Of all the lines in the entries, how many carry the word "RemoteState"? The reply is that number and no more.

# Data for the task
Content starts

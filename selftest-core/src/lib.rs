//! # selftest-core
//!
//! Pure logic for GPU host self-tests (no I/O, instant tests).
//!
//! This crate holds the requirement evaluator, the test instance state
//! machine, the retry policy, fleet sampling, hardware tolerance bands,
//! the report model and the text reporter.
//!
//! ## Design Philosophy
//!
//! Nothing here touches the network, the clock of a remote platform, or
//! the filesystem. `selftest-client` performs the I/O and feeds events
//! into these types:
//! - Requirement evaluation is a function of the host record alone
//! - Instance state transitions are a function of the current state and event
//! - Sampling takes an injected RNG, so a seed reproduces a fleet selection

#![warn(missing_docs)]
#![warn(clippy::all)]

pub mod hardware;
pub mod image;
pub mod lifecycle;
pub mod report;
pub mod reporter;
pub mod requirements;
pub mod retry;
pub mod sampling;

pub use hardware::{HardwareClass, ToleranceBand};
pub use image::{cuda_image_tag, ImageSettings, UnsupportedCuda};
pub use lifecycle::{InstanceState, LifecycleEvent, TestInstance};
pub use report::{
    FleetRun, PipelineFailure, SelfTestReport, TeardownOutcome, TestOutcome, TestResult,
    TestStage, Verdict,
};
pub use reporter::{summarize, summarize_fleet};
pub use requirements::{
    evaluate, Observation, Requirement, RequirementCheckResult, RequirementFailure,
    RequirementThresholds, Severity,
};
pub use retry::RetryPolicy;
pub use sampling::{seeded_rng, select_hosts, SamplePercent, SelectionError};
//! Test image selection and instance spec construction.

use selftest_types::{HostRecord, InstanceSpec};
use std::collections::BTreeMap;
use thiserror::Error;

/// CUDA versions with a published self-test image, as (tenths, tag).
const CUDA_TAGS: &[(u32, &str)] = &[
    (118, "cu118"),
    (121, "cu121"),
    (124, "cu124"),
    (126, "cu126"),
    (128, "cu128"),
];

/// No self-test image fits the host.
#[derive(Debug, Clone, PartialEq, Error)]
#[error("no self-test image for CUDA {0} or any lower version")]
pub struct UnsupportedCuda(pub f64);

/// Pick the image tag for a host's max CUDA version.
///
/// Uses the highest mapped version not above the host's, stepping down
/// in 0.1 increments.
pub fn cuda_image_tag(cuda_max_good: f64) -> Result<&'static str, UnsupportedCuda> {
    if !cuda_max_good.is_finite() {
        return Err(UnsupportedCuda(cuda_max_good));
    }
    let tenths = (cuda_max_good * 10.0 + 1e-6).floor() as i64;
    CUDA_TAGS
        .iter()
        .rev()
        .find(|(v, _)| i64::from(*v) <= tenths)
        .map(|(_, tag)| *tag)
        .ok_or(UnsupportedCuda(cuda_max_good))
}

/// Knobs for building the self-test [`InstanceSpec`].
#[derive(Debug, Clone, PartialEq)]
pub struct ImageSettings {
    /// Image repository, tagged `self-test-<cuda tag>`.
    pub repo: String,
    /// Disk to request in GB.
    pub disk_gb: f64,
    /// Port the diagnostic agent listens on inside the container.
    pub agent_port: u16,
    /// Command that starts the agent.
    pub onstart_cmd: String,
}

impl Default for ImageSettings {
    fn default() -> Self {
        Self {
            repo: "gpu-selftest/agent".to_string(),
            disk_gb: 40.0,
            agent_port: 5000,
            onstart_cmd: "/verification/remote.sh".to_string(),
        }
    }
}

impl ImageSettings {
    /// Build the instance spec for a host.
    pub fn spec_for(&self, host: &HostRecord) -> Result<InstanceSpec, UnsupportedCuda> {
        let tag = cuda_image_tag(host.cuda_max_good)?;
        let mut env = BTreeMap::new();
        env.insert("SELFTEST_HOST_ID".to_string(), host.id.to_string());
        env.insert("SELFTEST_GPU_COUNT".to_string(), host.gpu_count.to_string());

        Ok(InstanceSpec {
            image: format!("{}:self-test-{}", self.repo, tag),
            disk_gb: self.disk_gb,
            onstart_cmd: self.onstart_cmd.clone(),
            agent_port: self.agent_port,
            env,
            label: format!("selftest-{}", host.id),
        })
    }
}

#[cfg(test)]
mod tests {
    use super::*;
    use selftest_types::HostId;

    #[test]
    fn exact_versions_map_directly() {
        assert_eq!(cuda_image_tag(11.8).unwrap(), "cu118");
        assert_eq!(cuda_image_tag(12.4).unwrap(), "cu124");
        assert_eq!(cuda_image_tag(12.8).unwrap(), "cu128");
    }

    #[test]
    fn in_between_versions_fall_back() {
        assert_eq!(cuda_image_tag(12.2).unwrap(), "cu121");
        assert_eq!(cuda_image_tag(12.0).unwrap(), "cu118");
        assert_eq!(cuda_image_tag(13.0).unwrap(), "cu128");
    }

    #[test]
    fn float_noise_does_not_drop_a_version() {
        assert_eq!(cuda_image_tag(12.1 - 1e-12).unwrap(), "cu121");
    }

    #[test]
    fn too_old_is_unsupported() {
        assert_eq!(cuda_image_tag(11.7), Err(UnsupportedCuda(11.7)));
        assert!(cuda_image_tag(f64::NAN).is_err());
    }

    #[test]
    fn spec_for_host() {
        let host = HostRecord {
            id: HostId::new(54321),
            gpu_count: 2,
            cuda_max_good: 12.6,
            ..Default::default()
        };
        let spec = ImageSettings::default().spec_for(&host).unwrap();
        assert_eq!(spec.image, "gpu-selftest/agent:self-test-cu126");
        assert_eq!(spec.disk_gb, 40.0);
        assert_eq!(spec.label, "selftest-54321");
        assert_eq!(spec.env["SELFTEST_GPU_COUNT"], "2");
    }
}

Content ends
Content starts

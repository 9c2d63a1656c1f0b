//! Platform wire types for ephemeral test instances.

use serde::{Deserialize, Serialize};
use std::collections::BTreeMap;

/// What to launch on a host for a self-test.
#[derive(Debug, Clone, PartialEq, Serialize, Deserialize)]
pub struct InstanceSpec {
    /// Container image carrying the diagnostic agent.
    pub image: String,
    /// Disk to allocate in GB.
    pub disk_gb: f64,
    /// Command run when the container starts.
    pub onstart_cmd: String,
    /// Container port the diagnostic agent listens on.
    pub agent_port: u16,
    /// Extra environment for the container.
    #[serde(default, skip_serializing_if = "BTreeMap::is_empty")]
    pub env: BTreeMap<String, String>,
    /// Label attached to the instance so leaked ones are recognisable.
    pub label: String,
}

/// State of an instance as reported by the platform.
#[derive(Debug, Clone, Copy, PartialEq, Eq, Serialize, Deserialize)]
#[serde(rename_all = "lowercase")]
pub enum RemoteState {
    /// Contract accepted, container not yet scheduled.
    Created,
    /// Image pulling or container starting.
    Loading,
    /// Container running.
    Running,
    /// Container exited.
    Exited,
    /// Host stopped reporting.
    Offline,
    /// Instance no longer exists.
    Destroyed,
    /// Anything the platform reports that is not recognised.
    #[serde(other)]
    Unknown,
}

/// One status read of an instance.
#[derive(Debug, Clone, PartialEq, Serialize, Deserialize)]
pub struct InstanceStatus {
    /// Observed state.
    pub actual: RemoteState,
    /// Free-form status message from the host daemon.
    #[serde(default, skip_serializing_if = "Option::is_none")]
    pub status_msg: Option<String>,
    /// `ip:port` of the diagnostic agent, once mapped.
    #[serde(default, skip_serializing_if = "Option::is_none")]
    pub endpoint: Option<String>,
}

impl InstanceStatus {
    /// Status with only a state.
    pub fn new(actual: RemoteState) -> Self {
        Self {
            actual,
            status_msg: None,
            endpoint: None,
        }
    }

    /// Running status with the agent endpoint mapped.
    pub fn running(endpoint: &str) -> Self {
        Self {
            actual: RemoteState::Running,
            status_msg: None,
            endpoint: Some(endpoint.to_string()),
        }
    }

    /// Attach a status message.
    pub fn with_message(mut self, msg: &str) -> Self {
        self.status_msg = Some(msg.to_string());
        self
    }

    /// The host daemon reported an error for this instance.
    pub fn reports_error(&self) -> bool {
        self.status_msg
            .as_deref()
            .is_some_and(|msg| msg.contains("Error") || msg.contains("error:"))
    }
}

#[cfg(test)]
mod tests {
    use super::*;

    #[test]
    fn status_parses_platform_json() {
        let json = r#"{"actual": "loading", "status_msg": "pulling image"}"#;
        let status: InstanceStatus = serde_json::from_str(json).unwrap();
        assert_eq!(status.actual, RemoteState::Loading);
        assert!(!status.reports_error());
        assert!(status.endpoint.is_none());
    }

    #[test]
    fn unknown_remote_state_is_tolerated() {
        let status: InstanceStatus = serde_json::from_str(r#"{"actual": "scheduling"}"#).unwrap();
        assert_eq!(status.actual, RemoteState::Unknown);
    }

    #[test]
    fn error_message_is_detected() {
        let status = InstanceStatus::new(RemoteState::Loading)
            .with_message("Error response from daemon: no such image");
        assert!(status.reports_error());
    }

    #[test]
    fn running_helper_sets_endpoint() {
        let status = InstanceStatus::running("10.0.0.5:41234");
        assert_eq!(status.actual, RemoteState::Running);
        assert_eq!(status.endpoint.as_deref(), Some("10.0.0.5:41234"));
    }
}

Content ends

# Response to this exercise
8